▶ **What to do**
Copy exactly the lines of the data below that run from the line holding "exactly one of its" through the line holding "if (yi > y)", both ends included.

▶ **Recorded data**
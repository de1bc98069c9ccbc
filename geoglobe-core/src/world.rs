/// Country polygons from GeoJSON and their tessellated meshes
use geojson::{Feature, GeoJson, Value};
use serde_json::Map;

use crate::config::GlobeConfig;
use crate::error::{ImportError, Result};
use crate::geometry::{LineLoop, TriangleMesh};
use crate::polygon::{Polygon, Ring};
use crate::projection::GeoPoint;
use crate::tessellate::tessellate;

/// A named polygon or multipolygon
#[derive(Debug, Clone, PartialEq)]
pub struct Country {
    pub name: Option<String>,
    pub properties: Map<String, serde_json::Value>,
    /// Outer ring of every member polygon, in source order
    pub polygon: Polygon,
}

/// Renderable geometry of one country
#[derive(Debug, Clone, PartialEq)]
pub struct CountryMesh {
    pub name: Option<String>,
    pub fill: TriangleMesh,
    pub outlines: Vec<LineLoop>,
}

/// Parse a GeoJSON document into countries, keeping feature order.
///
/// Only Polygon and MultiPolygon features are kept, and of each polygon only
/// its outer ring; holes are ignored.
pub fn parse_countries(geojson: &str) -> std::result::Result<Vec<Country>, ImportError> {
    let features = match geojson.parse::<GeoJson>()? {
        GeoJson::FeatureCollection(collection) => collection.features,
        GeoJson::Feature(feature) => vec![feature],
        GeoJson::Geometry(_) => return Err(ImportError::NotAFeatureCollection),
    };

    let total = features.len();
    let countries: Vec<Country> = features.into_iter().filter_map(country_from_feature).collect();
    log::info!("imported {} countries from {} features", countries.len(), total);

    Ok(countries)
}

fn country_from_feature(feature: Feature) -> Option<Country> {
    let properties = feature.properties.unwrap_or_default();
    let name = properties
        .get("name")
        .and_then(|v| v.as_str())
        .map(str::to_string);

    let polygon = match feature.geometry.map(|g| g.value) {
        Some(Value::Polygon(rings)) => rings.first().map(|r| vec![ring_from_positions(r)]).unwrap_or_default(),
        Some(Value::MultiPolygon(polygons)) => polygons
            .iter()
            .filter_map(|rings| rings.first())
            .map(|r| ring_from_positions(r))
            .collect(),
        Some(other) => {
            log::warn!(
                "skipping feature {}: unsupported geometry {}",
                name.as_deref().unwrap_or("<unnamed>"),
                other.type_name()
            );
            return None;
        }
        None => {
            log::warn!("skipping feature {}: no geometry", name.as_deref().unwrap_or("<unnamed>"));
            return None;
        }
    };

    Some(Country {
        name,
        properties,
        polygon,
    })
}

/// GeoJSON rings repeat their first position at the end; rings here are
/// implicitly closed, so the duplicate is dropped.
fn ring_from_positions(positions: &[Vec<f64>]) -> Ring {
    let mut points: Vec<GeoPoint> = positions
        .iter()
        .filter(|p| p.len() >= 2)
        .map(|p| GeoPoint::new(p[0], p[1]))
        .collect();

    if points.len() > 1 && points.first() == points.last() {
        points.pop();
    }
    Ring::new(points)
}

/// Tessellate one country
pub fn tessellate_country(country: &Country, config: &GlobeConfig) -> Result<CountryMesh> {
    let tessellation = tessellate(&country.polygon, config)?;
    log::debug!(
        "country {}: {} rings, {} vertices, {} triangles",
        country.name.as_deref().unwrap_or("<unnamed>"),
        tessellation.outlines.len(),
        tessellation.fill.vertex_count(),
        tessellation.fill.triangle_count()
    );

    Ok(CountryMesh {
        name: country.name.clone(),
        fill: tessellation.fill,
        outlines: tessellation.outlines,
    })
}

/// Tessellate every country in input order
pub fn tessellate_world(countries: &[Country], config: &GlobeConfig) -> Result<Vec<CountryMesh>> {
    let meshes = countries
        .iter()
        .map(|country| tessellate_country(country, config))
        .collect::<Result<Vec<_>>>()?;

    let triangles: usize = meshes.iter().map(|m| m.fill.triangle_count()).sum();
    log::info!("tessellated {} countries into {} triangles", meshes.len(), triangles);
    Ok(meshes)
}
/// Polygon rings in geographic space: inclusion test and interior sampling
use nalgebra::Point2;
use serde::{Deserialize, Serialize};

use crate::error::{GeometryError, Result};
use crate::projection::GeoPoint;

/// A closed contour of geographic vertices.
///
/// The last vertex connects back to the first; a repeated closing vertex is
/// not required.
#[derive(Debug, Clone, Default, PartialEq, Serialize, Deserialize)]
#[serde(transparent)]
pub struct Ring {
    pub points: Vec<GeoPoint>,
}

/// The rings of one logical entity, tessellated independently and then merged
pub type Polygon = Vec<Ring>;

/// Whole-degree bounding box of a ring
#[derive(Debug, Clone, Copy, PartialEq)]
pub struct GeoBounds {
    pub lon_min: f64,
    pub lon_max: f64,
    pub lat_min: f64,
    pub lat_max: f64,
}

impl GeoBounds {
    pub fn contains(&self, point: &GeoPoint) -> bool {
        (self.lon_min..=self.lon_max).contains(&point.lon)
            && (self.lat_min..=self.lat_max).contains(&point.lat)
    }
}

impl Ring {
    pub fn new(points: Vec<GeoPoint>) -> Self {
        Self { points }
    }

    pub fn len(&self) -> usize {
        self.points.len()
    }

    pub fn is_empty(&self) -> bool {
        self.points.is_empty()
    }

    /// Check the ring has enough vertices to enclose an area.
    /// `index` is the ring's position within its polygon, used for reporting.
    pub fn validate(&self, index: usize) -> Result<()> {
        if self.points.len() < 3 {
            return Err(GeometryError::MalformedPolygon {
                ring: index,
                points: self.points.len(),
            });
        }
        Ok(())
    }

    /// Even-odd ray casting test.
    ///
    /// An edge crosses the horizontal ray toward +x when exactly one of its
    /// endpoints lies strictly above the point. Points on the boundary may be
    /// classified either way.
    pub fn contains(&self, point: Point2<f64>) -> bool {
        let (x, y) = (point.x, point.y);
        let n = self.points.len();
        let mut inside = false;

        let mut j = n.wrapping_sub(1);
        for i in 0..n {
            let (xi, yi) = (self.points[i].lon, self.points[i].lat);
            let (xj, yj) = (self.points[j].lon, self.points[j].lat);

            if (yi > y) != (yj > y) && x < (xj - xi) * (y - yi) / (yj - yi) + xi {
                inside = !inside;
            }
            j = i;
        }

        inside
    }

    /// Bounding box with the minimums floored and the maximums ceiled
    pub fn bounding_box(&self) -> Option<GeoBounds> {
        let first = self.points.first()?;
        let mut bounds = GeoBounds {
            lon_min: first.lon,
            lon_max: first.lon,
            lat_min: first.lat,
            lat_max: first.lat,
        };
        for p in &self.points[1..] {
            bounds.lon_min = bounds.lon_min.min(p.lon);
            bounds.lon_max = bounds.lon_max.max(p.lon);
            bounds.lat_min = bounds.lat_min.min(p.lat);
            bounds.lat_max = bounds.lat_max.max(p.lat);
        }

        Some(GeoBounds {
            lon_min: bounds.lon_min.floor(),
            lon_max: bounds.lon_max.ceil(),
            lat_min: bounds.lat_min.floor(),
            lat_max: bounds.lat_max.ceil(),
        })
    }

    /// Sample a uniform grid over the bounding box, keeping the points inside
    /// the ring. Points are produced longitude-major.
    pub fn sample_interior(&self, spacing: f64) -> Vec<GeoPoint> {
        let Some(bounds) = self.bounding_box() else {
            return Vec::new();
        };
        if !(spacing > 0.0) {
            log::warn!("ignoring non-positive grid spacing {spacing}");
            return Vec::new();
        }

        let rows = ((bounds.lon_max - bounds.lon_min) / spacing).ceil() as usize;
        let cols = ((bounds.lat_max - bounds.lat_min) / spacing).ceil() as usize;

        let mut interior = Vec::new();
        for i in 0..=rows {
            for j in 0..=cols {
                let candidate = GeoPoint::new(
                    bounds.lon_min + i as f64 * spacing,
                    bounds.lat_min + j as f64 * spacing,
                );
                if self.contains(candidate.planar()) {
                    interior.push(candidate);
                }
            }
        }

        interior
    }
}

impl From<Vec<GeoPoint>> for Ring {
    fn from(points: Vec<GeoPoint>) -> Self {
        Self { points }
    }
}

impl FromIterator<GeoPoint> for Ring {
    fn from_iter<I: IntoIterator<Item = GeoPoint>>(iter: I) -> Self {
        Self {
            points: iter.into_iter().collect(),
        }
    }
}
/// geoglobe core - geometry for an interactive globe
///
/// Projects geographic coordinates onto a sphere, tessellates country polygons
/// into fill meshes and outlines, and builds the arcs fly lines travel along.
/// Everything here is pure and synchronous; rendering is left to the caller.

pub mod arc;
pub mod config;
pub mod error;
pub mod flyline;
pub mod geometry;
pub mod polygon;
pub mod projection;
pub mod tessellate;
pub mod transform;
pub mod triangulate;
pub mod world;

// Re-export commonly used types
pub use arc::{build_arc, circumcenter, ArcPath, CircularArc};
pub use config::GlobeConfig;
pub use error::{GeometryError, ImportError};
pub use flyline::{build_fly_line, build_fly_lines, FlyLine, FlyLineEndpoint, FlyLinePath};
pub use geometry::{LineLoop, TriangleMesh};
pub use polygon::{Polygon, Ring};
pub use projection::{lon_lat_to_xyz, GeoPoint};
pub use tessellate::{tessellate, Tessellation};
pub use transform::{align, ArcFrame};
pub use world::{parse_countries, tessellate_world, Country, CountryMesh};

▶ **Completed task**
    /// An edge crosses the horizontal ray toward +x when exactly one of its
    /// endpoints lies strictly above the point. Points on the boundary may be
    /// classified either way.
    pub fn contains(&self, point: Point2<f64>) -> bool {
        let (x, y) = (point.x, point.y);
        let n = self.points.len();
        let mut inside = false;

        let mut j = n.wrapping_sub(1);
        for i in 0..n {
            let (xi, yi) = (self.points[i].lon, self.points[i].lat);
            let (xj, yj) = (self.points[j].lon, self.points[j].lat);

            if (yi > y) != (yj > y) && x < (xj - xi) * (y - yi) / (yj - yi) + xi {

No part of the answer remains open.